[Stored items]
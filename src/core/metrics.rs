//! Metric kinds and the values the probes produce.

use std::fmt;
use std::str::FromStr;

/// The system-resource categories the assistant can report on.
#[derive(Debug, Clone, Copy, PartialEq, Eq, Hash)]
pub enum MetricKind {
    Disk,
    Battery,
    Memory,
}

impl MetricKind {
    pub const ALL: [MetricKind; 3] = [MetricKind::Disk, MetricKind::Battery, MetricKind::Memory];

    pub fn as_str(&self) -> &'static str {
        match self {
            MetricKind::Disk => "disk",
            MetricKind::Battery => "battery",
            MetricKind::Memory => "memory",
        }
    }
}

impl fmt::Display for MetricKind {
    fn fmt(&self, f: &mut fmt::Formatter<'_>) -> fmt::Result {
        f.write_str(self.as_str())
    }
}

/// Returned when a token is not one of the recognized metric kinds
#[derive(Debug, Clone, PartialEq, Eq)]
pub struct UnknownMetric(pub String);

impl fmt::Display for UnknownMetric {
    fn fmt(&self, f: &mut fmt::Formatter<'_>) -> fmt::Result {
        write!(f, "unknown metric kind '{}'", self.0)
    }
}

impl std::error::Error for UnknownMetric {}

impl FromStr for MetricKind {
    type Err = UnknownMetric;

    fn from_str(s: &str) -> Result<Self, Self::Err> {
        match s {
            "disk" => Ok(MetricKind::Disk),
            "battery" => Ok(MetricKind::Battery),
            "memory" => Ok(MetricKind::Memory),
            _ => Err(UnknownMetric(s.to_string())),
        }
    }
}

/// Raw byte counts for the filesystem containing the monitored path
#[derive(Debug, Clone, Copy, PartialEq, Eq, Default)]
pub struct DiskSpace {
    pub total_bytes: u64,
    pub used_bytes: u64,
    pub free_bytes: u64,
}

impl DiskSpace {
    /// Build from total and available bytes, deriving `used` so that
    /// `used + free == total` always holds.
    pub fn from_total_and_available(total: u64, available: u64) -> Self {
        let free = available.min(total);
        Self {
            total_bytes: total,
            used_bytes: total - free,
            free_bytes: free,
        }
    }
}

/// Disk usage in decimal gigabytes (1 GB = 1e9 bytes), two decimals.
#[derive(Debug, Clone, Copy, PartialEq)]
pub struct DiskUsage {
    pub total_gb: f64,
    pub used_gb: f64,
    pub free_gb: f64,
    pub percent_used: f64,
}

const BYTES_PER_GB: f64 = 1e9;

impl DiskUsage {
    /// Convert raw byte counts. Returns `None` for a zero-sized filesystem.
    pub fn from_space(space: DiskSpace) -> Option<Self> {
        if space.total_bytes == 0 {
            return None;
        }

        let percent = space.used_bytes as f64 / space.total_bytes as f64 * 100.0;

        Some(Self {
            total_gb: round_to(space.total_bytes as f64 / BYTES_PER_GB, 2),
            used_gb: round_to(space.used_bytes as f64 / BYTES_PER_GB, 2),
            free_gb: round_to(space.free_bytes as f64 / BYTES_PER_GB, 2),
            percent_used: round_to(percent, 1),
        })
    }
}

fn round_to(value: f64, decimals: i32) -> f64 {
    let factor = 10f64.powi(decimals);
    (value * factor).round() / factor
}

/// Battery charge as a whole percentage in `[0, 100]`.
#[derive(Debug, Clone, Copy, PartialEq, Eq, PartialOrd, Ord)]
pub struct BatteryLevel(u8);

impl BatteryLevel {
    /// Accepts only values in `[0, 100]`.
    pub fn new(percent: u32) -> Option<Self> {
        u8::try_from(percent)
            .ok()
            .filter(|p| *p <= 100)
            .map(BatteryLevel)
    }

    /// Truncates a fractional charge toward zero and clamps it into range.
    pub fn from_fraction(percent: f32) -> Option<Self> {
        if !percent.is_finite() {
            return None;
        }
        Some(BatteryLevel(percent.clamp(0.0, 100.0).trunc() as u8))
    }

    pub fn percent(&self) -> u8 {
        self.0
    }
}

impl fmt::Display for BatteryLevel {
    fn fmt(&self, f: &mut fmt::Formatter<'_>) -> fmt::Result {
        write!(f, "{}", self.0)
    }
}

/// Why a metric could not be read.
#[derive(Debug, Clone, PartialEq, Eq)]
pub enum Absence {
    /// The host platform has no way to provide this metric
    Unsupported,
    /// The query worked but there was nothing to report (e.g. no battery)
    NoHardware,
    /// An OS call or command failed
    QueryFailed(String),
}

impl fmt::Display for Absence {
    fn fmt(&self, f: &mut fmt::Formatter<'_>) -> fmt::Result {
        match self {
            Absence::Unsupported => f.write_str("not supported on this platform"),
            Absence::NoHardware => f.write_str("no data available"),
            Absence::QueryFailed(msg) => write!(f, "query failed: {}", msg),
        }
    }
}

/// Outcome of a single probe: a value, or an explicit absence.
#[derive(Debug, Clone, PartialEq)]
pub enum Reading<T> {
    Present(T),
    Absent(Absence),
}

impl<T> Reading<T> {
    pub fn failed<S: Into<String>>(msg: S) -> Self {
        Reading::Absent(Absence::QueryFailed(msg.into()))
    }
}
use super::llm::{ChatMessage, ChatModel};
use super::prompts::{composer_query, COMPOSER_PROMPT};

/// Rephrases report text into a conversational reply.
pub struct ResponseComposer<'a> {
    llm: &'a dyn ChatModel,
    model: &'a str,
}

impl<'a> ResponseComposer<'a> {
    pub fn new(llm: &'a dyn ChatModel, model: &'a str) -> Self {
        Self { llm, model }
    }

    /// Never fails: transport errors come back as a displayable string.
    pub fn compose(&self, question: &str, answer: &str) -> String {
        let messages = [
            ChatMessage::system(COMPOSER_PROMPT),
            ChatMessage::user(composer_query(question, answer)),
        ];

        match self.llm.chat(self.model, &messages) {
            Ok(reply) => reply,
            Err(e) => {
                log::warn!("Composer call failed: {}", e);
                format!("Error while generating response: {}", e)
            }
        }
    }
}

● WORK TO COMPLETE
Each line of the data above needs to be returned exactly.

● THE COMPLETED TASK
filename src/core/metrics.rs
//! Metric kinds and the values the probes produce.

use std::fmt;
use std::str::FromStr;

/// The system-resource categories the assistant can report on.
#[derive(Debug, Clone, Copy, PartialEq, Eq, Hash)]
pub enum MetricKind {
    Disk,
    Battery,
    Memory,
}

impl MetricKind {
    pub const ALL: [MetricKind; 3] = [MetricKind::Disk, MetricKind::Battery, MetricKind::Memory];

    pub fn as_str(&self) -> &'static str {
        match self {
            MetricKind::Disk => "disk",
            MetricKind::Battery => "battery",
            MetricKind::Memory => "memory",
        }
    }
}

impl fmt::Display for MetricKind {
    fn fmt(&self, f: &mut fmt::Formatter<'_>) -> fmt::Result {
        f.write_str(self.as_str())
    }
}

/// Returned when a token is not one of the recognized metric kinds
#[derive(Debug, Clone, PartialEq, Eq)]
pub struct UnknownMetric(pub String);

impl fmt::Display for UnknownMetric {
    fn fmt(&self, f: &mut fmt::Formatter<'_>) -> fmt::Result {
        write!(f, "unknown metric kind '{}'", self.0)
    }
}

impl std::error::Error for UnknownMetric {}

impl FromStr for MetricKind {
    type Err = UnknownMetric;

    fn from_str(s: &str) -> Result<Self, Self::Err> {
        match s {
            "disk" => Ok(MetricKind::Disk),
            "battery" => Ok(MetricKind::Battery),
            "memory" => Ok(MetricKind::Memory),
            _ => Err(UnknownMetric(s.to_string())),
        }
    }
}

/// Raw byte counts for the filesystem containing the monitored path
#[derive(Debug, Clone, Copy, PartialEq, Eq, Default)]
pub struct DiskSpace {
    pub total_bytes: u64,
    pub used_bytes: u64,
    pub free_bytes: u64,
}

impl DiskSpace {
    /// Build from total and available bytes, deriving `used` so that
    /// `used + free == total` always holds.
    pub fn from_total_and_available(total: u64, available: u64) -> Self {
        let free = available.min(total);
        Self {
            total_bytes: total,
            used_bytes: total - free,
            free_bytes: free,
        }
    }
}

/// Disk usage in decimal gigabytes (1 GB = 1e9 bytes), two decimals.
#[derive(Debug, Clone, Copy, PartialEq)]
pub struct DiskUsage {
    pub total_gb: f64,
    pub used_gb: f64,
    pub free_gb: f64,
    pub percent_used: f64,
}

const BYTES_PER_GB: f64 = 1e9;

impl DiskUsage {
    /// Convert raw byte counts. Returns `None` for a zero-sized filesystem.
    pub fn from_space(space: DiskSpace) -> Option<Self> {
        if space.total_bytes == 0 {
            return None;
        }

        let percent = space.used_bytes as f64 / space.total_bytes as f64 * 100.0;

        Some(Self {
            total_gb: round_to(space.total_bytes as f64 / BYTES_PER_GB, 2),
            used_gb: round_to(space.used_bytes as f64 / BYTES_PER_GB, 2),
            free_gb: round_to(space.free_bytes as f64 / BYTES_PER_GB, 2),
            percent_used: round_to(percent, 1),
        })
    }
}

fn round_to(value: f64, decimals: i32) -> f64 {
    let factor = 10f64.powi(decimals);
    (value * factor).round() / factor
}

/// Battery charge as a whole percentage in `[0, 100]`.
#[derive(Debug, Clone, Copy, PartialEq, Eq, PartialOrd, Ord)]
pub struct BatteryLevel(u8);

impl BatteryLevel {
    /// Accepts only values in `[0, 100]`.
    pub fn new(percent: u32) -> Option<Self> {
        u8::try_from(percent)
            .ok()
            .filter(|p| *p <= 100)
            .map(BatteryLevel)
    }

    /// Truncates a fractional charge toward zero and clamps it into range.
    pub fn from_fraction(percent: f32) -> Option<Self> {
        if !percent.is_finite() {
            return None;
        }
        Some(BatteryLevel(percent.clamp(0.0, 100.0).trunc() as u8))
    }

    pub fn percent(&self) -> u8 {
        self.0
    }
}

impl fmt::Display for BatteryLevel {
    fn fmt(&self, f: &mut fmt::Formatter<'_>) -> fmt::Result {
        write!(f, "{}", self.0)
    }
}

/// Why a metric could not be read.
#[derive(Debug, Clone, PartialEq, Eq)]
pub enum Absence {
    /// The host platform has no way to provide this metric
    Unsupported,
    /// The query worked but there was nothing to report (e.g. no battery)
    NoHardware,
    /// An OS call or command failed
    QueryFailed(String),
}

impl fmt::Display for Absence {
    fn fmt(&self, f: &mut fmt::Formatter<'_>) -> fmt::Result {
        match self {
            Absence::Unsupported => f.write_str("not supported on this platform"),
            Absence::NoHardware => f.write_str("no data available"),
            Absence::QueryFailed(msg) => write!(f, "query failed: {}", msg),
        }
    }
}

/// Outcome of a single probe: a value, or an explicit absence.
#[derive(Debug, Clone, PartialEq)]
pub enum Reading<T> {
    Present(T),
    Absent(Absence),
}

impl<T> Reading<T> {
    pub fn failed<S: Into<String>>(msg: S) -> Self {
        Reading::Absent(Absence::QueryFailed(msg.into()))
    }
}
use super::llm::{ChatMessage, ChatModel};
use super::prompts::{composer_query, COMPOSER_PROMPT};

/// Rephrases report text into a conversational reply.
pub struct ResponseComposer<'a> {
    llm: &'a dyn ChatModel,
    model: &'a str,
}

impl<'a> ResponseComposer<'a> {
    pub fn new(llm: &'a dyn ChatModel, model: &'a str) -> Self {
        Self { llm, model }
    }

    /// Never fails: transport errors come back as a displayable string.
    pub fn compose(&self, question: &str, answer: &str) -> String {
        let messages = [
            ChatMessage::system(COMPOSER_PROMPT),
            ChatMessage::user(composer_query(question, answer)),
        ];

        match self.llm.chat(self.model, &messages) {
            Ok(reply) => reply,
            Err(e) => {
                log::warn!("Composer call failed: {}", e);
                format!("Error while generating response: {}", e)
            }
        }
    }
}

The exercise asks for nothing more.